Requirement: In the records, each line holding "hitomi" must be reported.

====== Available records

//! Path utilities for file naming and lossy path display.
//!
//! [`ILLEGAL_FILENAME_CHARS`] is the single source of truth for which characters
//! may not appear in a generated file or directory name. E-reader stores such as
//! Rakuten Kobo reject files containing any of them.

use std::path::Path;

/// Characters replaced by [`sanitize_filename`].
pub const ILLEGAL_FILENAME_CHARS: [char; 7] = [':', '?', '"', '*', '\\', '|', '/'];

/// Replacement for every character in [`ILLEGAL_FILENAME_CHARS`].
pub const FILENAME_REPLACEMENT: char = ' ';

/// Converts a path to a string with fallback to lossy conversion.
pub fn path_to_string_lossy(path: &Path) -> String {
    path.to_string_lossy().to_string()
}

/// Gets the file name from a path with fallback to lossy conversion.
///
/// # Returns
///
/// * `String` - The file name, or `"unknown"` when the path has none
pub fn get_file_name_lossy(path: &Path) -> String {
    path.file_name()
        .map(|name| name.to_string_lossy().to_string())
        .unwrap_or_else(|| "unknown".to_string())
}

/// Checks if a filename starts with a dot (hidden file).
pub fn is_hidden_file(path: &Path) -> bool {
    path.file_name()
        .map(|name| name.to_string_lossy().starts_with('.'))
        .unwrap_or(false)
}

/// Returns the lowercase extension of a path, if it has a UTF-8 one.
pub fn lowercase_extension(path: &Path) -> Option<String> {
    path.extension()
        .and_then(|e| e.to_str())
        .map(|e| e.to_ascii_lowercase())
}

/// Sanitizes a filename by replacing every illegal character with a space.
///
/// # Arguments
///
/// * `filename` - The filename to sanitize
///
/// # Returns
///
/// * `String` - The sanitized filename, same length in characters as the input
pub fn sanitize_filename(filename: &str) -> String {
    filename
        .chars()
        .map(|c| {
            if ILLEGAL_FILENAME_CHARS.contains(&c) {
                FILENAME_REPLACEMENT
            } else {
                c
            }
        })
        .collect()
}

============
====== Available records

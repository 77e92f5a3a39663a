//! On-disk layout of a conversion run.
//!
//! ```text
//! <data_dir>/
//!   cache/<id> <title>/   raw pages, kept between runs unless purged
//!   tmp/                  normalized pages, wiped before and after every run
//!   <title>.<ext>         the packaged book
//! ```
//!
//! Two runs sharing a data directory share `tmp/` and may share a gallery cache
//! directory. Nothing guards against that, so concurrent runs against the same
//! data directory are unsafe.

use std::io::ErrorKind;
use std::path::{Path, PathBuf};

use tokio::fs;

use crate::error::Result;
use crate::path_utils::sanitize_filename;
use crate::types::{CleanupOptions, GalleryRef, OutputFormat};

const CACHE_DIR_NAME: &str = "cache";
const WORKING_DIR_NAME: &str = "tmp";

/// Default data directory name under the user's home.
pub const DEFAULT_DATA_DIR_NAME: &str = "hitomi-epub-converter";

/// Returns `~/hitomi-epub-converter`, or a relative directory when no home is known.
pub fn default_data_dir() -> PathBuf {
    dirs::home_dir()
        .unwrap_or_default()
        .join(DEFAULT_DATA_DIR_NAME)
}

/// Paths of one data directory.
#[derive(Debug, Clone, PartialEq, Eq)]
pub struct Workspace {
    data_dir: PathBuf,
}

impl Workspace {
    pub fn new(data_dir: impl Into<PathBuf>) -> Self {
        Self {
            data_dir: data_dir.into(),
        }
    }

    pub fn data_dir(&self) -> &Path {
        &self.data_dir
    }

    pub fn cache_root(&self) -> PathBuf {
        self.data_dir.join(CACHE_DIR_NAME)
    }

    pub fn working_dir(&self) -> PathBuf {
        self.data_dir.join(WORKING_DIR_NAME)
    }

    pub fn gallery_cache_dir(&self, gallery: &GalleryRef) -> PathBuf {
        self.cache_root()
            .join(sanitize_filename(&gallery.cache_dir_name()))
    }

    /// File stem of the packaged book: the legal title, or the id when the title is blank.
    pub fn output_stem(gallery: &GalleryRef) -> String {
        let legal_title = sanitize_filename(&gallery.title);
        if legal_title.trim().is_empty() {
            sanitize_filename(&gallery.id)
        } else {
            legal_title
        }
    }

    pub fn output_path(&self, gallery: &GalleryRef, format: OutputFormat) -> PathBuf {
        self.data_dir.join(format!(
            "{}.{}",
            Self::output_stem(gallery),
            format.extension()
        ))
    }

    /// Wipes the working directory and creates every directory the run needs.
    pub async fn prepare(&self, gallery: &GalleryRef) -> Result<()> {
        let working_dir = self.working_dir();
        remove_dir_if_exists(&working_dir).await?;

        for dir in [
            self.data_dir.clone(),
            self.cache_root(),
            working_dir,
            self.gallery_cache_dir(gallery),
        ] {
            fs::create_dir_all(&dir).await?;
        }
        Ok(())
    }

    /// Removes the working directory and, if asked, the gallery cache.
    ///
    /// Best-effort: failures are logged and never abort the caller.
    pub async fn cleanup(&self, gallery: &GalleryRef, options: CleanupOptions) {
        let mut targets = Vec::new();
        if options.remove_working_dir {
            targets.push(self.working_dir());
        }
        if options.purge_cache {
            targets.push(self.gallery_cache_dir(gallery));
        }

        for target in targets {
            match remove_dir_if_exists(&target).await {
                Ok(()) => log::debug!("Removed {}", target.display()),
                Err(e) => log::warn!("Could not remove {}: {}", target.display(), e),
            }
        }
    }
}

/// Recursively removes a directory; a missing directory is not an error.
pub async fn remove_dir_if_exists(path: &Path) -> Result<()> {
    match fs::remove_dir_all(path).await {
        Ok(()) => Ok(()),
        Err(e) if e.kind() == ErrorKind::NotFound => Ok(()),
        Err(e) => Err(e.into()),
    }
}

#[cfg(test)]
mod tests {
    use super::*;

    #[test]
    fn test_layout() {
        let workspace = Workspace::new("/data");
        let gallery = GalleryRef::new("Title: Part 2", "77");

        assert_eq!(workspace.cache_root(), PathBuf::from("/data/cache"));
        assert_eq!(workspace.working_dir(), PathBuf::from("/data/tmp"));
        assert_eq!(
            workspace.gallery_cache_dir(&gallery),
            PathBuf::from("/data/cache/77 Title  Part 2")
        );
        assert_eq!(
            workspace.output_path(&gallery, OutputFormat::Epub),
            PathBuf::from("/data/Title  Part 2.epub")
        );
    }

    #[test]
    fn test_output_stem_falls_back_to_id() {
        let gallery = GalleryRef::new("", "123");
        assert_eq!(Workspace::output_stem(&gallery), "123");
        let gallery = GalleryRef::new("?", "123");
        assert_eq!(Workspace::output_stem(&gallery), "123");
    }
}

============

Expected answer:
pub const DEFAULT_DATA_DIR_NAME: &str = "hitomi-epub-converter";
/// Returns `~/hitomi-epub-converter`, or a relative directory when no home is known.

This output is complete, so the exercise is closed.